▶ [Exercise instructions]:
Word for word, restate the lines from the start of the data down to the line with "Stroke-level pen-down/pen-up keys", both included.

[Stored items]
--- START ---

//! Stroke Normalizer
//!
//! Parses the raw payload shapes sent by capture clients into `Vec<Stroke>`.
//!
//! Resolution order:
//! 1. `{"raw": [...]}`
//! 2. `{"strokes": [...]}`
//! 3. `{"data": [...]}`
//! 4. bare `[...]` (already strokes of points)
//! 5. `{"data": "data:image/..."}` -> no geometry
//! 6. anything else -> unrecognized
//!
//! Failure never panics: it yields `None`, meaning "no geometry available".

use once_cell::sync::Lazy;
use regex::Regex;
use serde_json::{Map, Value};

use super::types::{Point, Stroke};
use crate::constants::ESTIMATED_POINT_INTERVAL_MS;

/// Object keys holding a stroke list, in priority order
const STROKE_LIST_KEYS: &[&str] = &["raw", "strokes", "data"];

/// Keys accepted for a point timestamp, in priority order
const TIME_KEYS: &[&str] = &["t", "time", "timestamp"];

/// Stroke-level pen-down/pen-up keys
const START_TIME_KEYS: &[&str] = &["startTime", "start_time"];
const END_TIME_KEYS: &[&str] = &["endTime", "end_time"];

static IMAGE_DATA_URI: Lazy<Regex> = Lazy::new(|| {
    Regex::new(r"^data:image/[A-Za-z0-9.+-]+(;[^,]*)?,").expect("static data-uri pattern")
});

/// Shape detected for a raw payload
#[derive(Debug)]
enum PayloadShape<'a> {
    Strokes(&'a [Value]),
    Image,
    Unrecognized,
}

// ============================================================================
// PUBLIC API
// ============================================================================

/// Normalize a JSON text payload. Invalid JSON yields `None`.
pub fn normalize_str(raw: &str) -> Option<Vec<Stroke>> {
    match serde_json::from_str::<Value>(raw) {
        Ok(value) => normalize(&value),
        Err(e) => {
            log::debug!("Stroke payload is not valid JSON: {}", e);
            None
        }
    }
}

/// Normalize an already-parsed payload
pub fn normalize(raw: &Value) -> Option<Vec<Stroke>> {
    match resolve_shape(raw) {
        PayloadShape::Strokes(list) => {
            let strokes: Vec<Stroke> = list.iter().map(parse_stroke).collect();
            log::debug!(
                "Normalized {} strokes ({} points)",
                strokes.len(),
                strokes.iter().map(Stroke::len).sum::<usize>()
            );
            Some(strokes)
        }
        PayloadShape::Image => {
            log::debug!("Image-only sample, no stroke geometry");
            None
        }
        PayloadShape::Unrecognized => {
            log::debug!("Unrecognized stroke payload shape");
            None
        }
    }
}

/// True if the string is a `data:image/...` URI
pub fn is_image_data_uri(s: &str) -> bool {
    IMAGE_DATA_URI.is_match(s)
}

// ============================================================================
// SHAPE RESOLUTION
// ============================================================================

fn resolve_shape(raw: &Value) -> PayloadShape<'_> {
    match raw {
        Value::Object(map) => resolve_object(map),
        Value::Array(list) => PayloadShape::Strokes(list),
        _ => PayloadShape::Unrecognized,
    }
}

fn resolve_object(map: &Map<String, Value>) -> PayloadShape<'_> {
    for key in STROKE_LIST_KEYS {
        if let Some(Value::Array(list)) = map.get(*key) {
            return PayloadShape::Strokes(list);
        }
    }

    match map.get("data") {
        Some(Value::String(s)) if is_image_data_uri(s) => PayloadShape::Image,
        _ => PayloadShape::Unrecognized,
    }
}

// ============================================================================
// STROKE / POINT PARSING
// ============================================================================

/// A stroke is a bare point array or `{"points": [...], "startTime", "endTime"}`.
/// Anything else becomes an empty stroke so positions are preserved.
fn parse_stroke(value: &Value) -> Stroke {
    match value {
        Value::Array(points) => Stroke::new(parse_points(points)),
        Value::Object(map) => {
            let points = match map.get("points") {
                Some(Value::Array(points)) => parse_points(points),
                _ => Vec::new(),
            };
            Stroke::new(points).with_timing(
                first_timestamp(map, START_TIME_KEYS),
                first_timestamp(map, END_TIME_KEYS),
            )
        }
        _ => Stroke::default(),
    }
}

fn parse_points(points: &[Value]) -> Vec<Point> {
    points
        .iter()
        .enumerate()
        .filter_map(|(i, p)| parse_point(p, i))
        .collect()
}

fn first_timestamp(map: &Map<String, Value>, keys: &[&str]) -> Option<i64> {
    keys.iter().find_map(|k| timestamp(map.get(*k)))
}

/// `{"x":..,"y":..,"t":..,"pressure":..}` or `[x, y]` / `[x, y, t]`.
/// Points without a time get `index * 10` ms.
fn parse_point(value: &Value, index: usize) -> Option<Point> {
    let estimated_t = (index as i64).saturating_mul(ESTIMATED_POINT_INTERVAL_MS);

    match value {
        Value::Object(map) => {
            let x = finite(map.get("x"))?;
            let y = finite(map.get("y"))?;
            let t = first_timestamp(map, TIME_KEYS).unwrap_or(estimated_t);

            Some(Point {
                x,
                y,
                t,
                pressure: finite(map.get("pressure")),
            })
        }
        Value::Array(items) => {
            let x = finite(items.first())?;
            let y = finite(items.get(1))?;
            let t = timestamp(items.get(2)).unwrap_or(estimated_t);
            Some(Point::new(x, y, t))
        }
        _ => None,
    }
}

fn finite(value: Option<&Value>) -> Option<f64> {
    value.and_then(Value::as_f64).filter(|v| v.is_finite())
}

fn timestamp(value: Option<&Value>) -> Option<i64> {
    let value = value?;
    if let Some(t) = value.as_i64() {
        return Some(t);
    }
    // Fractional ms (performance.now()) are rounded
    value
        .as_f64()
        .filter(|t| t.is_finite() && t.abs() < i64::MAX as f64)
        .map(|t| t.round() as i64)
}

#[cfg(test)]
mod tests {
    use super::*;
    use serde_json::json;

    fn simple_stroke() -> Value {
        json!([{"x": 0, "y": 0, "t": 0}, {"x": 10, "y": 0, "t": 20}])
    }

    #[test]
    fn test_raw_key() {
        let strokes = normalize(&json!({"raw": [simple_stroke()]})).unwrap();
        assert_eq!(strokes.len(), 1);
        assert_eq!(strokes[0].points[1], Point::new(10.0, 0.0, 20));
    }

    #[test]
    fn test_strokes_key() {
        let strokes = normalize(&json!({"strokes": [simple_stroke(), simple_stroke()]})).unwrap();
        assert_eq!(strokes.len(), 2);
    }

    #[test]
    fn test_data_array() {
        let strokes = normalize(&json!({"data": [simple_stroke()]})).unwrap();
        assert_eq!(strokes.len(), 1);
    }

    #[test]
    fn test_bare_array() {
        let strokes = normalize(&json!([simple_stroke()])).unwrap();
        assert_eq!(strokes[0].len(), 2);
    }

    #[test]
    fn test_resolution_order_prefers_raw() {
        let payload = json!({
            "strokes": [simple_stroke(), simple_stroke()],
            "raw": [simple_stroke()],
        });
        assert_eq!(normalize(&payload).unwrap().len(), 1);
    }

    #[test]
    fn test_non_array_raw_falls_through() {
        let payload = json!({"raw": "oops", "strokes": [simple_stroke()]});
        assert_eq!(normalize(&payload).unwrap().len(), 1);
    }

    #[test]
    fn test_image_data_uri() {
        let payload = json!({"data": "data:image/png;base64,iVBORw0KGgo="});
        assert!(normalize(&payload).is_none());
        assert!(is_image_data_uri("data:image/svg+xml,<svg/>"));
        assert!(!is_image_data_uri("hello"));
    }

    #[test]
    fn test_unrecognized_shapes() {
        assert!(normalize(&json!({"foo": "bar"})).is_none());
        assert!(normalize(&json!({"data": "not an image"})).is_none());
        assert!(normalize(&json!(42)).is_none());
        assert!(normalize(&Value::Null).is_none());
    }

    #[test]
    fn test_invalid_json() {
        assert!(normalize_str("{not json").is_none());
        assert!(normalize_str("").is_none());
        assert_eq!(normalize_str("[]").unwrap().len(), 0);
    }

    #[test]
    fn test_stroke_object_with_points() {
        let payload = json!({"strokes": [{"points": [{"x": 1, "y": 2, "time": 5}], "startTime": 0}]});
        let strokes = normalize(&payload).unwrap();
        assert_eq!(strokes[0].points[0], Point::new(1.0, 2.0, 5));
        assert_eq!(strokes[0].start_time, Some(0));
        assert_eq!(strokes[0].end_time, None);
    }

    #[test]
    fn test_stroke_timing_keys() {
        let payload = json!([
            {"points": [{"x": 0, "y": 0}, {"x": 4, "y": 3}], "startTime": 1000, "endTime": 1500.4},
            {"points": [[0, 0]], "start_time": 2000, "end_time": 2100},
            [[0, 0], [1, 1]]
        ]);
        let strokes = normalize(&payload).unwrap();

        assert_eq!((strokes[0].start_time, strokes[0].end_time), (Some(1000), Some(1500)));
        assert_eq!(strokes[0].duration_ms(), 500);
        assert_eq!((strokes[1].start_time, strokes[1].end_time), (Some(2000), Some(2100)));
        assert_eq!((strokes[2].start_time, strokes[2].end_time), (None, None));
        assert_eq!(strokes[2].duration_ms(), 10);
    }

    #[test]
    fn test_invalid_stroke_keeps_position() {
        let payload = json!([42, simple_stroke()]);
        let strokes = normalize(&payload).unwrap();
        assert_eq!(strokes.len(), 2);
        assert!(strokes[0].is_empty());
        assert_eq!(strokes[1].len(), 2);
    }

    #[test]
    fn test_missing_time_is_estimated() {
        let payload = json!([[{"x": 0, "y": 0}, {"x": 1, "y": 1}, {"x": 2, "y": 2}]]);
        let strokes = normalize(&payload).unwrap();
        let times: Vec<i64> = strokes[0].points.iter().map(|p| p.t).collect();
        assert_eq!(times, vec![0, 10, 20]);
    }

    #[test]
    fn test_tuple_points_and_pressure() {
        let payload = json!([[[0, 0, 0], [3, 4, 8]], [{"x": 1, "y": 1, "t": 9.6, "pressure": 0.5}]]);
        let strokes = normalize(&payload).unwrap();
        assert_eq!(strokes[0].points[1], Point::new(3.0, 4.0, 8));
        assert_eq!(strokes[1].points[0].t, 10);
        assert_eq!(strokes[1].points[0].pressure, Some(0.5));
    }

    #[test]
    fn test_bad_points_dropped() {
        let payload = json!([[{"x": "a", "y": 0}, {"y": 1}, null, {"x": 1, "y": 1, "t": 3}]]);
        let strokes = normalize(&payload).unwrap();
        assert_eq!(strokes[0].len(), 1);
        assert_eq!(strokes[0].points[0].t, 3);
    }
}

--- END ---

▶ [Solved exercise]:
//! Stroke Normalizer
//!
//! Parses the raw payload shapes sent by capture clients into `Vec<Stroke>`.
//!
//! Resolution order:
//! 1. `{"raw": [...]}`
//! 2. `{"strokes": [...]}`
//! 3. `{"data": [...]}`
//! 4. bare `[...]` (already strokes of points)
//! 5. `{"data": "data:image/..."}` -> no geometry
//! 6. anything else -> unrecognized
//!
//! Failure never panics: it yields `None`, meaning "no geometry available".

use once_cell::sync::Lazy;
use regex::Regex;
use serde_json::{Map, Value};

use super::types::{Point, Stroke};
use crate::constants::ESTIMATED_POINT_INTERVAL_MS;

/// Object keys holding a stroke list, in priority order
const STROKE_LIST_KEYS: &[&str] = &["raw", "strokes", "data"];

/// Keys accepted for a point timestamp, in priority order
const TIME_KEYS: &[&str] = &["t", "time", "timestamp"];

/// Stroke-level pen-down/pen-up keys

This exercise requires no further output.